──────── THE INPUT ────────

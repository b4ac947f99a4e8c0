//! # Ledger Gateway
//!
//! The transport seam. A [`LedgerGateway`] implementation owns the
//! connection to a ledger node: it answers point queries and maintains
//! the set of accounts the node pushes notifications for. The connector
//! never reconnects or retries on its own; it reacts to the gateway's
//! connection signals instead, and feeds inbound stream messages to the
//! trackers through [`AccountHandle::notify`](crate::account::AccountHandle::notify)
//! or [`AccountRegistry::dispatch`](crate::registry::AccountRegistry::dispatch).

use async_trait::async_trait;
use serde::{Deserialize, Serialize};
use tokio::sync::broadcast;

use crate::address::Address;
use crate::entry::Fields;
use crate::error::GatewayError;

/// Connection lifecycle notices broadcast by a gateway.
#[derive(Debug, Clone, Copy, PartialEq, Eq)]
pub enum ConnectionSignal {
    /// The node connection is up.
    Connected,
    /// The node connection dropped. Subscriptions held on the node are
    /// gone with it.
    Disconnected,
    /// The gateway is about to rebuild its subscription set after a
    /// reconnect; trackers re-announce the accounts they still need.
    PrepareSubscribe,
}

/// Response to an `account_info` query.
#[derive(Debug, Clone, Serialize, Deserialize)]
pub struct AccountInfoResponse {
    /// The account root as the node currently has it.
    pub account_data: Fields,
    #[serde(default)]
    pub ledger_index: Option<u64>,
    #[serde(default)]
    pub validated: bool,
}

/// One trust line from an `account_lines` response.
#[derive(Debug, Clone, PartialEq, Serialize, Deserialize)]
pub struct TrustLine {
    /// The counterparty of the line.
    pub account: Address,
    pub currency: String,
    pub balance: String,
    pub limit: String,
    pub limit_peer: String,
    #[serde(default)]
    pub quality_in: u32,
    #[serde(default)]
    pub quality_out: u32,
    #[serde(default)]
    pub no_ripple: bool,
}

/// Response to an `account_lines` query.
#[derive(Debug, Clone, Default, Serialize, Deserialize)]
pub struct AccountLinesResponse {
    pub lines: Vec<TrustLine>,
    #[serde(default)]
    pub ledger_index: Option<u64>,
}

/// A trait abstracting over the connection to a ledger node.
///
/// Implementations are expected to multiplex one underlying connection
/// across many trackers, which is why subscribe/unsubscribe take slices:
/// a transport can batch several accounts into a single node request.
#[async_trait]
pub trait LedgerGateway: Send + Sync {
    /// Fetches the current account root for `address`.
    ///
    /// A missing account comes back as the node's `actNotFound` error,
    /// i.e. a [`GatewayError::Remote`] for which
    /// [`GatewayError::is_account_not_found`] holds.
    async fn account_info(&self, address: &Address)
        -> Result<AccountInfoResponse, GatewayError>;

    /// Fetches the trust lines of `address`.
    async fn account_lines(&self, address: &Address)
        -> Result<AccountLinesResponse, GatewayError>;

    /// Asks the node to start pushing notifications for `accounts`.
    async fn subscribe_accounts(&self, accounts: &[Address]) -> Result<(), GatewayError>;

    /// Asks the node to stop pushing notifications for `accounts`.
    async fn unsubscribe_accounts(&self, accounts: &[Address]) -> Result<(), GatewayError>;

    /// Whether the node connection is currently up.
    fn is_connected(&self) -> bool;

    /// A fresh receiver for connection lifecycle signals.
    fn signals(&self) -> broadcast::Receiver<ConnectionSignal>;
}
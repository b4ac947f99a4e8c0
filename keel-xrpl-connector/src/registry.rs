//! # Account Registry
//!
//! Keeps one tracker per tracked address and routes inbound stream
//! notifications to every tracked account a transaction touched. This
//! is what a transport integration talks to: it parses a stream message
//! once and hands it to [`AccountRegistry::dispatch`] instead of
//! filtering the firehose per account.

use std::sync::Arc;

use dashmap::DashMap;
use serde_json::Value;

use crate::account::AccountHandle;
use crate::address::Address;
use crate::config::ConnectorConfig;
use crate::gateway::LedgerGateway;
use crate::meta::TransactionNotification;
use crate::submitter::TransactionSubmitter;
use crate::tracker::AccountTracker;

/// A concurrent map of tracked accounts, spawning trackers on demand.
pub struct AccountRegistry {
    config: Arc<ConnectorConfig>,
    gateway: Arc<dyn LedgerGateway>,
    submitter: Option<Arc<dyn TransactionSubmitter>>,
    accounts: DashMap<Address, AccountHandle>,
}

impl AccountRegistry {
    pub fn new(
        config: Arc<ConnectorConfig>,
        gateway: Arc<dyn LedgerGateway>,
        submitter: Option<Arc<dyn TransactionSubmitter>>,
    ) -> Self {
        Self {
            config,
            gateway,
            submitter,
            accounts: DashMap::new(),
        }
    }

    /// The handle for `address`, spawning a tracker task on first use.
    pub fn account(&self, address: &Address) -> AccountHandle {
        if let Some(handle) = self.accounts.get(address) {
            return handle.clone();
        }
        let handle = self.accounts.entry(address.clone()).or_insert_with(|| {
            let (tracker, handle) = AccountTracker::new(
                Arc::clone(&self.config),
                Arc::clone(&self.gateway),
                self.submitter.clone(),
                address.clone(),
            );
            tokio::spawn(tracker.run());
            tracing::debug!("Spawned account tracker for {}", address);
            handle
        });
        handle.clone()
    }

    /// Whether a tracker for `address` already exists.
    pub fn contains(&self, address: &Address) -> bool {
        self.accounts.contains_key(address)
    }

    /// The number of tracked accounts.
    pub fn len(&self) -> usize {
        self.accounts.len()
    }

    pub fn is_empty(&self) -> bool {
        self.accounts.is_empty()
    }

    /// Routes `notification` to every tracked account it touches.
    ///
    /// Returns how many trackers the notification was delivered to.
    /// Accounts the registry does not track are skipped, never spawned.
    pub async fn dispatch(&self, notification: TransactionNotification) -> usize {
        // Handles are cloned out first so no map shard stays locked
        // across an await.
        let targets: Vec<AccountHandle> = extract_addresses(&notification)
            .into_iter()
            .filter_map(|address| self.accounts.get(&address).map(|handle| handle.clone()))
            .collect();

        let delivered = targets.len();
        for handle in targets {
            handle.notify(notification.clone()).await;
        }
        delivered
    }

    /// Addresses whose trackers currently hold an active subscription.
    ///
    /// Transports that assemble one bulk subscribe request use this to
    /// rebuild their set after a reconnect.
    pub async fn subscription_addresses(&self) -> Vec<Address> {
        let handles: Vec<AccountHandle> =
            self.accounts.iter().map(|entry| entry.value().clone()).collect();

        let mut addresses = Vec::new();
        for handle in handles {
            if let Ok(count) = handle.subscriber_count().await {
                if count > 0 {
                    addresses.push(handle.address().clone());
                }
            }
        }
        addresses
    }

    /// Stops every tracker and clears the registry.
    pub async fn shutdown(&self) {
        let handles: Vec<AccountHandle> =
            self.accounts.iter().map(|entry| entry.value().clone()).collect();
        self.accounts.clear();
        for handle in handles {
            handle.stop().await;
        }
        tracing::info!("Account registry shut down");
    }
}

/// Collects every address a notification can concern: the sending
/// account, the payment destination if any, and the owner of each
/// affected account root.
fn extract_addresses(notification: &TransactionNotification) -> Vec<Address> {
    let mut candidates: Vec<&str> = Vec::new();
    if let Some(account) = notification.account() {
        candidates.push(account);
    }
    if let Some(destination) = notification
        .transaction
        .get("Destination")
        .and_then(Value::as_str)
    {
        candidates.push(destination);
    }
    if let Some(meta) = &notification.meta {
        for node in &meta.affected_nodes {
            if node.is_account_root() {
                if let Some(account) = node.account() {
                    candidates.push(account);
                }
            }
        }
    }

    let mut addresses = Vec::new();
    for candidate in candidates {
        if let Ok(address) = candidate.parse::<Address>() {
            if !addresses.contains(&address) {
                addresses.push(address);
            }
        }
    }
    addresses
}
//! # Account Entry Cache
//!
//! The in-memory image of an account's ledger entry (its `AccountRoot`
//! node). The image is built up incrementally: full `account_info`
//! fetches and per-transaction metadata diffs both land here through
//! [`AccountEntry::merge`], so the cache converges on the node's view
//! without ever being cleared.

use serde::{Deserialize, Serialize};
use serde_json::{Map, Value};

/// The field map used across account roots, transactions and metadata
/// diffs. Field names are the node's wire names (`Sequence`, `Balance`,
/// `Flags`, ...).
pub type Fields = Map<String, Value>;

/// Ledger entry type of an account root node.
pub const ACCOUNT_ROOT: &str = "AccountRoot";

/// Flag bit on an account root marking the master key as disabled.
pub const LSF_DISABLE_MASTER: u32 = 0x0010_0000;

/// A shallow-merged snapshot of an account's ledger entry.
///
/// Keys are only ever overwritten by newer values, never partially
/// cleared; a full fetch is just a merge whose update happens to cover
/// every field. The tracker task owns the live instance; everything
/// handed out of it is a clone.
#[derive(Debug, Clone, Default, PartialEq, Serialize, Deserialize)]
#[serde(transparent)]
pub struct AccountEntry {
    fields: Fields,
}

impl AccountEntry {
    pub fn new() -> Self {
        Self::default()
    }

    /// Folds `update` into the entry, shallow, last writer wins per key.
    pub fn merge(&mut self, update: &Fields) {
        for (key, value) in update {
            self.fields.insert(key.clone(), value.clone());
        }
    }

    /// Whether no field has been observed yet.
    pub fn is_empty(&self) -> bool {
        self.fields.is_empty()
    }

    /// All observed fields.
    pub fn fields(&self) -> &Fields {
        &self.fields
    }

    /// A single field by wire name.
    pub fn get(&self, field: &str) -> Option<&Value> {
        self.fields.get(field)
    }

    /// The account's next transaction sequence number, if observed.
    pub fn sequence(&self) -> Option<u32> {
        self.get("Sequence").and_then(Value::as_u64).map(|s| s as u32)
    }

    /// The validated balance in drops, if observed. The node transmits
    /// balances as decimal strings.
    pub fn balance(&self) -> Option<&str> {
        self.get("Balance").and_then(Value::as_str)
    }

    /// The account root's flag bits. Absent counts as no flags set.
    pub fn flags(&self) -> u32 {
        self.get("Flags").and_then(Value::as_u64).unwrap_or(0) as u32
    }

    /// The currently assigned regular key, if any.
    pub fn regular_key(&self) -> Option<&str> {
        self.get("RegularKey").and_then(Value::as_str)
    }

    /// The owning address as transmitted in the entry itself.
    pub fn account(&self) -> Option<&str> {
        self.get("Account").and_then(Value::as_str)
    }

    /// Whether the master key has been disabled for this account.
    pub fn master_key_disabled(&self) -> bool {
        self.flags() & LSF_DISABLE_MASTER != 0
    }
}

impl From<Fields> for AccountEntry {
    fn from(fields: Fields) -> Self {
        Self { fields }
    }
}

────────

> **WHAT YOU SHOULD DO**
Print only the lines from the top of the data above down to the line holding "use tokio::sync::broadcast;", inclusive.

> **EXERCISE SOLUTION**
repository b4ac947f99a4e8c0
//! # Ledger Gateway
//!
//! The transport seam. A [`LedgerGateway`] implementation owns the
//! connection to a ledger node: it answers point queries and maintains
//! the set of accounts the node pushes notifications for. The connector
//! never reconnects or retries on its own; it reacts to the gateway's
//! connection signals instead, and feeds inbound stream messages to the
//! trackers through [`AccountHandle::notify`](crate::account::AccountHandle::notify)
//! or [`AccountRegistry::dispatch`](crate::registry::AccountRegistry::dispatch).

use async_trait::async_trait;
use serde::{Deserialize, Serialize};
use tokio::sync::broadcast;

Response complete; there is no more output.